Problem requirements »
What's needed is a full, exact retyping of the records.

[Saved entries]

+-------+

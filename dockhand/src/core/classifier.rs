//! Deterministic keyword classification of tool output.

use std::sync::LazyLock;

use regex::Regex;

use crate::core::types::{ClassifiedLine, Severity};

const SUCCESS_KEYWORDS: [&str; 4] = ["success", "succeed", "passed", "complete"];

// A zero count ("0 warnings", "no warnings or errors") negates every keyword in
// the list it introduces. Negated phrases are removed before the substring
// checks.
static NEGATED_COUNT: LazyLock<Regex> = LazyLock::new(|| {
    Regex::new(
        r"(?i)\b(?:0|no|zero)\s+(?:warnings?|errors?)\b(?:(?:\s*,\s*|\s+(?:or|and|nor)\s+)(?:warnings?|errors?)\b)*",
    )
    .expect("valid negated count regex")
});

/// Classify standard output line by line.
///
/// Priority is fixed: success, then warning, then error, then plain. Interior
/// empty lines are kept; trailing line terminators of the whole text are not
/// turned into empty lines.
pub fn classify_output(text: &str) -> Vec<ClassifiedLine> {
    split_lines(text)
        .map(|line| ClassifiedLine {
            severity: classify_line(line),
            text: line.to_string(),
        })
        .collect()
}

/// Classify standard error: every non-blank line is highlighted, blank lines
/// are dropped.
pub fn classify_errors(text: &str) -> Vec<ClassifiedLine> {
    split_lines(text)
        .filter(|line| !line.trim().is_empty())
        .map(|line| ClassifiedLine {
            severity: Severity::Highlighted,
            text: line.to_string(),
        })
        .collect()
}

/// Tag a single line.
///
/// Keywords match as case-insensitive substrings, so `TypeError` is an error
/// and `DeprecationWarning` a warning.
pub fn classify_line(line: &str) -> Severity {
    let lowered = line.to_lowercase();
    if SUCCESS_KEYWORDS.iter().any(|keyword| lowered.contains(keyword)) {
        return Severity::Success;
    }
    let counted = NEGATED_COUNT.replace_all(&lowered, " ");
    if counted.contains("warning") {
        Severity::Warning
    } else if counted.contains("error") {
        Severity::Error
    } else {
        Severity::Plain
    }
}

/// Render classified lines with their markers, joined by newlines.
pub fn render_lines(lines: &[ClassifiedLine]) -> String {
    lines
        .iter()
        .map(ClassifiedLine::render)
        .collect::<Vec<_>>()
        .join("\n")
}

fn split_lines(text: &str) -> impl Iterator<Item = &str> {
    let trimmed = text.trim_end_matches(['\n', '\r']);
    let lines = if trimmed.is_empty() {
        None
    } else {
        Some(trimmed.split('\n'))
    };
    lines
        .into_iter()
        .flatten()
        .map(|line| line.strip_suffix('\r').unwrap_or(line))
}

#[cfg(test)]
mod tests {
    use super::*;

    fn severities(lines: &[ClassifiedLine]) -> Vec<Severity> {
        lines.iter().map(|line| line.severity).collect()
    }

    #[test]
    fn success_checked_before_error() {
        assert_eq!(
            classify_line("Build succeeded despite 1 error warning"),
            Severity::Success
        );
    }

    #[test]
    fn warning_checked_before_error() {
        assert_eq!(
            classify_line("warning: unused variable, error count 1"),
            Severity::Warning
        );
    }

    #[test]
    fn keywords_are_case_insensitive() {
        assert_eq!(classify_line("ALL TESTS PASSED"), Severity::Success);
        assert_eq!(classify_line("Warning: deprecated"), Severity::Warning);
        assert_eq!(classify_line("ERROR: missing include"), Severity::Error);
        assert_eq!(classify_line("Analysis Complete"), Severity::Success);
        assert_eq!(classify_line("just some text"), Severity::Plain);
    }

    #[test]
    fn zero_counts_do_not_imply_category() {
        assert_eq!(classify_line("Checking... 0 warnings"), Severity::Plain);
        assert_eq!(classify_line("no errors found"), Severity::Plain);
        assert_eq!(classify_line("3 warnings generated."), Severity::Warning);
        assert_eq!(classify_line("0 warnings, 2 errors"), Severity::Error);
    }

    #[test]
    fn keywords_match_inside_words() {
        assert_eq!(classify_line("TypeError: x"), Severity::Error);
        assert_eq!(
            classify_line("ZeroDivisionError: division by zero"),
            Severity::Error
        );
        assert_eq!(classify_line("DeprecationWarning: old api"), Severity::Warning);
        assert_eq!(classify_line("Build unsuccessful"), Severity::Success);
        assert_eq!(classify_line("Run incomplete"), Severity::Success);
        assert_eq!(classify_line("file.cpp:3: error: expected ';'"), Severity::Error);
        assert_eq!(classify_line("redirecting stderr"), Severity::Plain);
    }

    #[test]
    fn zero_count_negates_the_whole_list() {
        assert_eq!(classify_line("No warnings or errors found"), Severity::Plain);
        assert_eq!(classify_line("0 errors, 0 warnings"), Severity::Plain);
        assert_eq!(classify_line("no errors, 2 warnings"), Severity::Warning);
        assert_eq!(classify_line("TypeError: no errors expected"), Severity::Error);
        assert_eq!(classify_line("I know warnings exist"), Severity::Warning);
    }

    #[test]
    fn preserves_order_and_interior_empty_lines() {
        let lines = classify_output("Checking... 0 warnings\n\nAll checks passed\n");
        assert_eq!(
            severities(&lines),
            vec![Severity::Plain, Severity::Plain, Severity::Success]
        );
        assert_eq!(lines[0].text, "Checking... 0 warnings");
        assert_eq!(lines[1].text, "");
        assert_eq!(lines[2].text, "All checks passed");
    }

    #[test]
    fn empty_text_yields_no_lines() {
        assert!(classify_output("").is_empty());
        assert!(classify_output("\n").is_empty());
        assert!(classify_errors("  \n").is_empty());
    }

    #[test]
    fn crlf_line_endings_are_stripped() {
        let lines = classify_output("a\r\nerror b\r\n");
        assert_eq!(lines[0].text, "a");
        assert_eq!(lines[1].text, "error b");
        assert_eq!(lines[1].severity, Severity::Error);
    }

    #[test]
    fn errors_highlight_every_non_blank_line() {
        let lines = classify_errors("compiling\n\nall passed\n  \nfatal");
        assert_eq!(lines.len(), 3);
        assert!(lines.iter().all(|l| l.severity == Severity::Highlighted));
        assert_eq!(lines[1].text, "all passed");
    }

    #[test]
    fn reclassifying_rendered_output_is_stable() {
        let source = "Running tests\nwarning: slow test\nerror: boom\ntests passed\n\nbye";
        let first = classify_output(source);
        let rendered = render_lines(&first);
        let stripped: Vec<String> = rendered
            .split('\n')
            .zip(&first)
            .map(|(line, original)| {
                line.strip_prefix(original.severity.marker())
                    .unwrap_or(line)
                    .to_string()
            })
            .collect();
        let second = classify_output(&stripped.join("\n"));
        assert_eq!(severities(&first), severities(&second));
    }

    #[test]
    fn render_prefixes_markers() {
        let rendered = render_lines(&classify_output("ok\nwarning: x"));
        assert_eq!(rendered, "ok\n🟡 warning: x");
    }
}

+-------+

Task answer »
filename dockhand/src/core/classifier.rs
//! Deterministic keyword classification of tool output.

use std::sync::LazyLock;

use regex::Regex;

use crate::core::types::{ClassifiedLine, Severity};

const SUCCESS_KEYWORDS: [&str; 4] = ["success", "succeed", "passed", "complete"];

// A zero count ("0 warnings", "no warnings or errors") negates every keyword in
// the list it introduces. Negated phrases are removed before the substring
// checks.
static NEGATED_COUNT: LazyLock<Regex> = LazyLock::new(|| {
    Regex::new(
        r"(?i)\b(?:0|no|zero)\s+(?:warnings?|errors?)\b(?:(?:\s*,\s*|\s+(?:or|and|nor)\s+)(?:warnings?|errors?)\b)*",
    )
    .expect("valid negated count regex")
});

/// Classify standard output line by line.
///
/// Priority is fixed: success, then warning, then error, then plain. Interior
/// empty lines are kept; trailing line terminators of the whole text are not
/// turned into empty lines.
pub fn classify_output(text: &str) -> Vec<ClassifiedLine> {
    split_lines(text)
        .map(|line| ClassifiedLine {
            severity: classify_line(line),
            text: line.to_string(),
        })
        .collect()
}

/// Classify standard error: every non-blank line is highlighted, blank lines
/// are dropped.
pub fn classify_errors(text: &str) -> Vec<ClassifiedLine> {
    split_lines(text)
        .filter(|line| !line.trim().is_empty())
        .map(|line| ClassifiedLine {
            severity: Severity::Highlighted,
            text: line.to_string(),
        })
        .collect()
}

/// Tag a single line.
///
/// Keywords match as case-insensitive substrings, so `TypeError` is an error
/// and `DeprecationWarning` a warning.
pub fn classify_line(line: &str) -> Severity {
    let lowered = line.to_lowercase();
    if SUCCESS_KEYWORDS.iter().any(|keyword| lowered.contains(keyword)) {
        return Severity::Success;
    }
    let counted = NEGATED_COUNT.replace_all(&lowered, " ");
    if counted.contains("warning") {
        Severity::Warning
    } else if counted.contains("error") {
        Severity::Error
    } else {
        Severity::Plain
    }
}

/// Render classified lines with their markers, joined by newlines.
pub fn render_lines(lines: &[ClassifiedLine]) -> String {
    lines
        .iter()
        .map(ClassifiedLine::render)
        .collect::<Vec<_>>()
        .join("\n")
}

fn split_lines(text: &str) -> impl Iterator<Item = &str> {
    let trimmed = text.trim_end_matches(['\n', '\r']);
    let lines = if trimmed.is_empty() {
        None
    } else {
        Some(trimmed.split('\n'))
    };
    lines
        .into_iter()
        .flatten()
        .map(|line| line.strip_suffix('\r').unwrap_or(line))
}

#[cfg(test)]
mod tests {
    use super::*;

    fn severities(lines: &[ClassifiedLine]) -> Vec<Severity> {
        lines.iter().map(|line| line.severity).collect()
    }

    #[test]
    fn success_checked_before_error() {
        assert_eq!(
            classify_line("Build succeeded despite 1 error warning"),
            Severity::Success
        );
    }

    #[test]
    fn warning_checked_before_error() {
        assert_eq!(
            classify_line("warning: unused variable, error count 1"),
            Severity::Warning
        );
    }

    #[test]
    fn keywords_are_case_insensitive() {
        assert_eq!(classify_line("ALL TESTS PASSED"), Severity::Success);
        assert_eq!(classify_line("Warning: deprecated"), Severity::Warning);
        assert_eq!(classify_line("ERROR: missing include"), Severity::Error);
        assert_eq!(classify_line("Analysis Complete"), Severity::Success);
        assert_eq!(classify_line("just some text"), Severity::Plain);
    }

    #[test]
    fn zero_counts_do_not_imply_category() {
        assert_eq!(classify_line("Checking... 0 warnings"), Severity::Plain);
        assert_eq!(classify_line("no errors found"), Severity::Plain);
        assert_eq!(classify_line("3 warnings generated."), Severity::Warning);
        assert_eq!(classify_line("0 warnings, 2 errors"), Severity::Error);
    }

    #[test]
    fn keywords_match_inside_words() {
        assert_eq!(classify_line("TypeError: x"), Severity::Error);
        assert_eq!(
            classify_line("ZeroDivisionError: division by zero"),
            Severity::Error
        );
        assert_eq!(classify_line("DeprecationWarning: old api"), Severity::Warning);
        assert_eq!(classify_line("Build unsuccessful"), Severity::Success);
        assert_eq!(classify_line("Run incomplete"), Severity::Success);
        assert_eq!(classify_line("file.cpp:3: error: expected ';'"), Severity::Error);
        assert_eq!(classify_line("redirecting stderr"), Severity::Plain);
    }

    #[test]
    fn zero_count_negates_the_whole_list() {
        assert_eq!(classify_line("No warnings or errors found"), Severity::Plain);
        assert_eq!(classify_line("0 errors, 0 warnings"), Severity::Plain);
        assert_eq!(classify_line("no errors, 2 warnings"), Severity::Warning);
        assert_eq!(classify_line("TypeError: no errors expected"), Severity::Error);
        assert_eq!(classify_line("I know warnings exist"), Severity::Warning);
    }

    #[test]
    fn preserves_order_and_interior_empty_lines() {
        let lines = classify_output("Checking... 0 warnings\n\nAll checks passed\n");
        assert_eq!(
            severities(&lines),
            vec![Severity::Plain, Severity::Plain, Severity::Success]
        );
        assert_eq!(lines[0].text, "Checking... 0 warnings");
        assert_eq!(lines[1].text, "");
        assert_eq!(lines[2].text, "All checks passed");
    }

    #[test]
    fn empty_text_yields_no_lines() {
        assert!(classify_output("").is_empty());
        assert!(classify_output("\n").is_empty());
        assert!(classify_errors("  \n").is_empty());
    }

    #[test]
    fn crlf_line_endings_are_stripped() {
        let lines = classify_output("a\r\nerror b\r\n");
        assert_eq!(lines[0].text, "a");
        assert_eq!(lines[1].text, "error b");
        assert_eq!(lines[1].severity, Severity::Error);
    }

    #[test]
    fn errors_highlight_every_non_blank_line() {
        let lines = classify_errors("compiling\n\nall passed\n  \nfatal");
        assert_eq!(lines.len(), 3);
        assert!(lines.iter().all(|l| l.severity == Severity::Highlighted));
        assert_eq!(lines[1].text, "all passed");
    }

    #[test]
    fn reclassifying_rendered_output_is_stable() {
        let source = "Running tests\nwarning: slow test\nerror: boom\ntests passed\n\nbye";
        let first = classify_output(source);
        let rendered = render_lines(&first);
        let stripped: Vec<String> = rendered
            .split('\n')
            .zip(&first)
            .map(|(line, original)| {
                line.strip_prefix(original.severity.marker())
                    .unwrap_or(line)
                    .to_string()
            })
            .collect();
        let second = classify_output(&stripped.join("\n"));
        assert_eq!(severities(&first), severities(&second));
    }

    #[test]
    fn render_prefixes_markers() {
        let rendered = render_lines(&classify_output("ok\nwarning: x"));
        assert_eq!(rendered, "ok\n🟡 warning: x");
    }
}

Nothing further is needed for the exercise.